Redox‐Driven Strategy Enabling Leapfrog Enhancement of Birefringence in Layered Tin‐Based Optical Crystals

ABSTRACT Significantly improving birefringence performance remains a significant challenge in the field of optical crystals. Layered organic‐inorganic hybrid systems with significant structural anisotropy are candidates for constructing large birefringent crystals. This study employs an innovative redox‐driven strategy, successfully designed and synthesized two tin‐based compounds with distinct coordination geometries‐[(C 5 N 2 H 7 )SnCl 3 ] ( I ) and [(C 5 N 2 H 7 ) 2 SnCl 6 ] ( II ).

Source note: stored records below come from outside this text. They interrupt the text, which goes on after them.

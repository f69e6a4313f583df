//! Sequential pipeline execution with a whole-run time limit.

use crate::steps::{default_steps, Revision, RunContext, Step, StepOutcome};
use crate::trigger::TriggerEvent;
use chrono::{DateTime, Utc};
use hosting::{DeployReceipt, HealthReport};
use serde::{Deserialize, Serialize};
use std::path::PathBuf;
use std::time::{Duration, Instant};
use tracing::{error, info, warn};
use uuid::Uuid;

#[derive(Debug, Clone, Copy, PartialEq, Eq, Serialize, Deserialize)]
#[serde(rename_all = "snake_case")]
pub enum RunStatus {
    /// The event is not one the pipeline listens to
    NotTriggered,
    Succeeded,
    Failed,
    TimedOut,
}

impl std::fmt::Display for RunStatus {
    fn fmt(&self, f: &mut std::fmt::Formatter<'_>) -> std::fmt::Result {
        match self {
            RunStatus::NotTriggered => write!(f, "not triggered"),
            RunStatus::Succeeded => write!(f, "succeeded"),
            RunStatus::Failed => write!(f, "failed"),
            RunStatus::TimedOut => write!(f, "timed out"),
        }
    }
}

#[derive(Debug, Clone, PartialEq, Eq, Serialize, Deserialize)]
pub struct StepRecord {
    pub name: String,
    #[serde(flatten)]
    pub outcome: StepOutcome,
    pub duration_ms: u64,
}

#[derive(Debug, Clone, Serialize, Deserialize)]
pub struct RunReport {
    pub run_id: Uuid,
    pub pipeline: String,
    pub event: TriggerEvent,
    pub status: RunStatus,
    pub dry_run: bool,
    pub started_at: DateTime<Utc>,
    pub finished_at: DateTime<Utc>,
    pub steps: Vec<StepRecord>,
    pub revision: Option<Revision>,
    pub archive: Option<PathBuf>,
    pub receipt: Option<DeployReceipt>,
    pub health: Option<HealthReport>,
}

impl RunReport {
    pub fn is_success(&self) -> bool {
        self.status == RunStatus::Succeeded
    }

    pub fn step(&self, name: &str) -> Option<&StepRecord> {
        self.steps.iter().find(|s| s.name == name)
    }

    /// The first failed step, if any
    pub fn failed_step(&self) -> Option<&StepRecord> {
        self.steps.iter().find(|s| s.outcome.is_failure())
    }
}

pub struct PipelineRunner {
    steps: Vec<Box<dyn Step>>,
    timeout: Option<Duration>,
}

impl Default for PipelineRunner {
    fn default() -> Self {
        Self::new(default_steps())
    }
}

impl PipelineRunner {
    pub fn new(steps: Vec<Box<dyn Step>>) -> Self {
        Self {
            steps,
            timeout: None,
        }
    }

    /// Use `timeout` instead of the definition's `timeout_minutes`.
    ///
    /// When the limit expires the step in progress is dropped. Blocking work it
    /// handed off is told to stop but may still be winding down when `run`
    /// returns.
    pub fn with_timeout(mut self, timeout: Duration) -> Self {
        self.timeout = Some(timeout);
        self
    }

    pub fn step_names(&self) -> Vec<&'static str> {
        self.steps.iter().map(|s| s.name()).collect()
    }

    pub async fn run(&self, ctx: &mut RunContext) -> RunReport {
        let run_id = Uuid::new_v4();
        let started_at = Utc::now();
        let definition_name = ctx.definition.name.clone();
        let mut records = Vec::with_capacity(self.steps.len());

        let status = if !ctx.definition.triggers.matches(&ctx.event) {
            info!("{} does not trigger {}", ctx.event, definition_name);
            RunStatus::NotTriggered
        } else {
            let limit = self.timeout.unwrap_or_else(|| ctx.definition.timeout());
            info!(
                "Run {} of {} for {} (limit {:?})",
                run_id, definition_name, ctx.event, limit
            );
            self.run_steps(ctx, limit, &mut records).await
        };

        match status {
            RunStatus::Succeeded => info!("Run {} succeeded", run_id),
            RunStatus::NotTriggered => {}
            other => error!("Run {} {}", run_id, other),
        }

        RunReport {
            run_id,
            pipeline: definition_name,
            event: ctx.event.clone(),
            status,
            dry_run: ctx.dry_run,
            started_at,
            finished_at: Utc::now(),
            steps: records,
            revision: ctx.revision.clone(),
            archive: ctx.archive.as_ref().map(|a| a.path.clone()),
            receipt: ctx.receipt.clone(),
            health: ctx.health.clone(),
        }
    }

    async fn run_steps(
        &self,
        ctx: &mut RunContext,
        limit: Duration,
        records: &mut Vec<StepRecord>,
    ) -> RunStatus {
        // A limit too large to represent as an instant means no deadline
        let deadline = tokio::time::Instant::now().checked_add(limit);
        if deadline.is_none() {
            warn!("Run limit {:?} is out of range, running without a deadline", limit);
        }
        let mut status = RunStatus::Succeeded;

        for step in &self.steps {
            if status != RunStatus::Succeeded {
                records.push(StepRecord {
                    name: step.name().to_string(),
                    outcome: StepOutcome::skipped(format!("run {}", status)),
                    duration_ms: 0,
                });
                continue;
            }

            info!("Step {}", step.name());
            let start = Instant::now();
            let result = match deadline {
                Some(deadline) => tokio::time::timeout_at(deadline, step.run(ctx)).await,
                None => Ok(step.run(ctx).await),
            };
            let outcome = match result {
                Ok(Ok(outcome)) => outcome,
                Ok(Err(e)) => {
                    error!("Step {} failed: {}", step.name(), e);
                    status = RunStatus::Failed;
                    StepOutcome::Failed {
                        error: e.to_string(),
                    }
                }
                Err(_) => {
                    error!("Step {} exceeded the run limit of {:?}", step.name(), limit);
                    status = RunStatus::TimedOut;
                    StepOutcome::Failed {
                        error: format!("timed out after {:?}", limit),
                    }
                }
            };

            if let StepOutcome::Warned { message } = &outcome {
                warn!("Step {}: {}", step.name(), message);
            }

            records.push(StepRecord {
                name: step.name().to_string(),
                outcome,
                duration_ms: start.elapsed().as_millis() as u64,
            });
        }

        status
    }
}

#[cfg(test)]
mod tests {
    use super::*;
    use crate::steps::{SecretStore, StepError, StepResult};
    use crate::workflow::PipelineDefinition;
    use async_trait::async_trait;
    use packager::{PackagerResult, ProcessOutput, ProcessRunner, ProcessSpec};
    use std::sync::{Arc, Mutex};

    struct NoProcesses;

    #[async_trait]
    impl ProcessRunner for NoProcesses {
        async fn run(&self, _spec: &ProcessSpec) -> PackagerResult<ProcessOutput> {
            Ok(ProcessOutput::success())
        }
    }

    enum Behaviour {
        Succeed,
        Warn,
        Fail,
        Hang,
    }

    struct FakeStep {
        name: &'static str,
        behaviour: Behaviour,
        log: Arc<Mutex<Vec<&'static str>>>,
    }

    #[async_trait]
    impl Step for FakeStep {
        fn name(&self) -> &'static str {
            self.name
        }

        async fn run(&self, _ctx: &mut RunContext) -> StepResult<StepOutcome> {
            self.log.lock().unwrap().push(self.name);
            match self.behaviour {
                Behaviour::Succeed => Ok(StepOutcome::succeeded("ok")),
                Behaviour::Warn => Ok(StepOutcome::Warned {
                    message: "meh".to_string(),
                }),
                Behaviour::Fail => Err(StepError::Precondition {
                    message: "boom".to_string(),
                }),
                Behaviour::Hang => {
                    tokio::time::sleep(Duration::from_secs(30)).await;
                    Ok(StepOutcome::succeeded("late"))
                }
            }
        }
    }

    fn runner(
        steps: Vec<(&'static str, Behaviour)>,
    ) -> (PipelineRunner, Arc<Mutex<Vec<&'static str>>>) {
        let log = Arc::new(Mutex::new(Vec::new()));
        let steps = steps
            .into_iter()
            .map(|(name, behaviour)| {
                Box::new(FakeStep {
                    name,
                    behaviour,
                    log: log.clone(),
                }) as Box<dyn Step>
            })
            .collect();
        (PipelineRunner::new(steps), log)
    }

    fn context(event: TriggerEvent) -> RunContext {
        RunContext::new(
            ".",
            PipelineDefinition::default(),
            Arc::new(NoProcesses),
            SecretStore::new(),
        )
        .with_event(event)
    }

    #[tokio::test]
    async fn test_steps_run_in_order() {
        let (runner, log) = runner(vec![
            ("a", Behaviour::Succeed),
            ("b", Behaviour::Warn),
            ("c", Behaviour::Succeed),
        ]);
        let mut ctx = context(TriggerEvent::push("refs/heads/main"));

        let report = runner.run(&mut ctx).await;

        assert_eq!(report.status, RunStatus::Succeeded);
        assert!(report.is_success());
        assert_eq!(*log.lock().unwrap(), vec!["a", "b", "c"]);
        assert_eq!(report.steps.len(), 3);
        assert!(matches!(
            report.step("b").unwrap().outcome,
            StepOutcome::Warned { .. }
        ));
    }

    #[tokio::test]
    async fn test_first_failure_aborts_run() {
        let (runner, log) = runner(vec![
            ("a", Behaviour::Succeed),
            ("b", Behaviour::Fail),
            ("c", Behaviour::Succeed),
            ("d", Behaviour::Succeed),
        ]);
        let mut ctx = context(TriggerEvent::WorkflowDispatch);

        let report = runner.run(&mut ctx).await;

        assert_eq!(report.status, RunStatus::Failed);
        assert_eq!(*log.lock().unwrap(), vec!["a", "b"]);
        assert_eq!(report.failed_step().unwrap().name, "b");
        assert_eq!(
            report.step("b").unwrap().outcome,
            StepOutcome::Failed {
                error: "Precondition failed: boom".to_string()
            }
        );
        for name in ["c", "d"] {
            assert!(matches!(
                report.step(name).unwrap().outcome,
                StepOutcome::Skipped { .. }
            ));
        }
    }

    #[tokio::test]
    async fn test_timeout_fails_step_in_progress() {
        let (runner, log) = runner(vec![
            ("a", Behaviour::Succeed),
            ("slow", Behaviour::Hang),
            ("c", Behaviour::Succeed),
        ]);
        let runner = runner.with_timeout(Duration::from_millis(50));
        let mut ctx = context(TriggerEvent::WorkflowDispatch);

        let report = runner.run(&mut ctx).await;

        assert_eq!(report.status, RunStatus::TimedOut);
        assert_eq!(*log.lock().unwrap(), vec!["a", "slow"]);
        assert!(report.step("slow").unwrap().outcome.is_failure());
        assert!(matches!(
            report.step("c").unwrap().outcome,
            StepOutcome::Skipped { .. }
        ));
    }

    #[tokio::test]
    async fn test_unrepresentable_limit_runs_without_deadline() {
        let (runner, log) = runner(vec![("a", Behaviour::Succeed), ("b", Behaviour::Succeed)]);
        let runner = runner.with_timeout(Duration::MAX);
        let mut ctx = context(TriggerEvent::WorkflowDispatch);

        let report = runner.run(&mut ctx).await;

        assert_eq!(report.status, RunStatus::Succeeded);
        assert_eq!(*log.lock().unwrap(), vec!["a", "b"]);
    }

    #[tokio::test]
    async fn test_untriggered_event_runs_nothing() {
        for event in [
            TriggerEvent::push("refs/heads/develop"),
            TriggerEvent::push("refs/tags/v1.0"),
            TriggerEvent::Other {
                name: "pull_request".to_string(),
            },
        ] {
            let (runner, log) = runner(vec![("a", Behaviour::Succeed)]);
            let mut ctx = context(event);

            let report = runner.run(&mut ctx).await;

            assert_eq!(report.status, RunStatus::NotTriggered);
            assert!(report.steps.is_empty());
            assert!(log.lock().unwrap().is_empty());
        }
    }

    #[tokio::test]
    async fn test_report_serializes() {
        let (runner, _) = runner(vec![("a", Behaviour::Succeed)]);
        let mut ctx = context(TriggerEvent::WorkflowDispatch);
        let report = runner.run(&mut ctx).await;

        let json = serde_json::to_value(&report).unwrap();
        assert_eq!(json["status"], "succeeded");
        assert_eq!(json["event"]["event"], "workflow_dispatch");
        assert_eq!(json["steps"][0]["name"], "a");
        assert_eq!(json["steps"][0]["outcome"], "succeeded");
        assert!(report.finished_at >= report.started_at);
    }

    #[test]
    fn test_default_runner_steps() {
        let runner = PipelineRunner::default();
        assert_eq!(runner.step_names().first(), Some(&"checkout"));
        assert_eq!(runner.step_names().last(), Some(&"health-check"));
    }
}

Compound II exhibits a significant performance leap with a birefringence of 0.45, which is 118 times that of SnCl 4 . Redox‐driven strategy realizes the conformational transition from [SnCl 3 ] − claw triple‐coordinated configuration to [SnCl 6 ] 2− octahedral hexa‐coordination configuration by directionally modulating the valence state of the tin ions (Sn 2 + /Sn 4 + ), and produces the different space groups P 2 1 /c in I and P ī in II . Notably, the protonated 4‐aminopyridinium (C 5 N 2 H 7 ) + ring (4AP) and the [SnCl 6 ] 2− octahedra achieve an ideal parallel arrangement, forming a highly ordered layered supramolecular framework for compound II . In addition, millimeter‐scale single crystals of compound II were successfully grown (5.2 × 3.5 × 2.1 mm 3 ). This work not only establishes a structure‐property model of “coordination geometry—group modulation—optical properties”, but also provides a new design strategy for the development of high‐performance birefringent crystals.